- **DATA PROVIDED**
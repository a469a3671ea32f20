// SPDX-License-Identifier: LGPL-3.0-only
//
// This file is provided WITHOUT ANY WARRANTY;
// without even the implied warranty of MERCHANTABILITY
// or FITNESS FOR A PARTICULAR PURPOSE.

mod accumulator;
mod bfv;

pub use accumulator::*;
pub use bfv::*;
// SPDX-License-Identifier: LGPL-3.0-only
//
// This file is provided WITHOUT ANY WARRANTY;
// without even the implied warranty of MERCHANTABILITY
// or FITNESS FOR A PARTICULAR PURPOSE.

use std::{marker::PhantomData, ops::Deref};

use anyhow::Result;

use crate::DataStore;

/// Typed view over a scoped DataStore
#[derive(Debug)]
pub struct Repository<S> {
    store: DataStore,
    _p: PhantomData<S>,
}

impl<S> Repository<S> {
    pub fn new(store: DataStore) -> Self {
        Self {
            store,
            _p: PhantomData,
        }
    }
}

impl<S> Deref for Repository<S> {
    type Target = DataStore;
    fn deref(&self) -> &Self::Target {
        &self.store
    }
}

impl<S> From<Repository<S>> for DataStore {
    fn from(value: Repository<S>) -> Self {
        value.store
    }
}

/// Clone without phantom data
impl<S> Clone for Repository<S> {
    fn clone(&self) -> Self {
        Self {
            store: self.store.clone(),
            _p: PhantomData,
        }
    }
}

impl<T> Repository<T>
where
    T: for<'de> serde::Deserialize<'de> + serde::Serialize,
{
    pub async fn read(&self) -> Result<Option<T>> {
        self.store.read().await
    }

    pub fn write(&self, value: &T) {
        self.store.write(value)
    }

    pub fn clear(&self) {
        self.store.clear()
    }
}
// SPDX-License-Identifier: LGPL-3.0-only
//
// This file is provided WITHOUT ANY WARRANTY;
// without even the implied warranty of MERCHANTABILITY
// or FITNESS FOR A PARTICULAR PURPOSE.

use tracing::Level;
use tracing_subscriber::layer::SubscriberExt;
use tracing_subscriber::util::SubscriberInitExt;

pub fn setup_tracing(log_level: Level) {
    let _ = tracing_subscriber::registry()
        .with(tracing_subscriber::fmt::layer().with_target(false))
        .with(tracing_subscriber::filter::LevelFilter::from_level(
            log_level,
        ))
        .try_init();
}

...

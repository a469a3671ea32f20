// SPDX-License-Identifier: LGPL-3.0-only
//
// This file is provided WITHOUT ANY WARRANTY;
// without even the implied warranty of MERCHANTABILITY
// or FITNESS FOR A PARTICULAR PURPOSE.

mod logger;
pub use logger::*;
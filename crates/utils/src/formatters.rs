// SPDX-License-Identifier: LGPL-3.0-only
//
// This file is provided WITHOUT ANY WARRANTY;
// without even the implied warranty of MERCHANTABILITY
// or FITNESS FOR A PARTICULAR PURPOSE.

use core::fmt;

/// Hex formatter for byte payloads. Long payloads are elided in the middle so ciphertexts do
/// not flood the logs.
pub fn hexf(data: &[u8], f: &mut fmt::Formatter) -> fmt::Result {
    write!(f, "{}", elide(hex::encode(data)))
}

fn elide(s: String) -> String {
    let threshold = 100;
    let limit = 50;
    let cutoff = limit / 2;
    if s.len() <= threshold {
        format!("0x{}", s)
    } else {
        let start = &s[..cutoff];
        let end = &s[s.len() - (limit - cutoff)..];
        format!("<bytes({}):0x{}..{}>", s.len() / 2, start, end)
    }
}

* * *

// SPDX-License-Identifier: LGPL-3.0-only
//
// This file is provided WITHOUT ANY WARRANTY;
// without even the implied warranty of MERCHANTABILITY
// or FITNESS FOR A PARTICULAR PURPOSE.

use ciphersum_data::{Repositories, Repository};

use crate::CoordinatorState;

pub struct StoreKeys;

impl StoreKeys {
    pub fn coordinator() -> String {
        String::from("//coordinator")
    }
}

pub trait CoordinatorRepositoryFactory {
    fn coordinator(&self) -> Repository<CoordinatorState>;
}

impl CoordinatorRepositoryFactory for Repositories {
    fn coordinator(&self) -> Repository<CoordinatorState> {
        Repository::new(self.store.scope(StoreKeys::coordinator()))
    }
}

- **EXERCISE**
Pick out, from the lines above, every one that contains the string "struct".

- **FINISHED TASK**
pub struct Repository<S> {
pub struct StoreKeys;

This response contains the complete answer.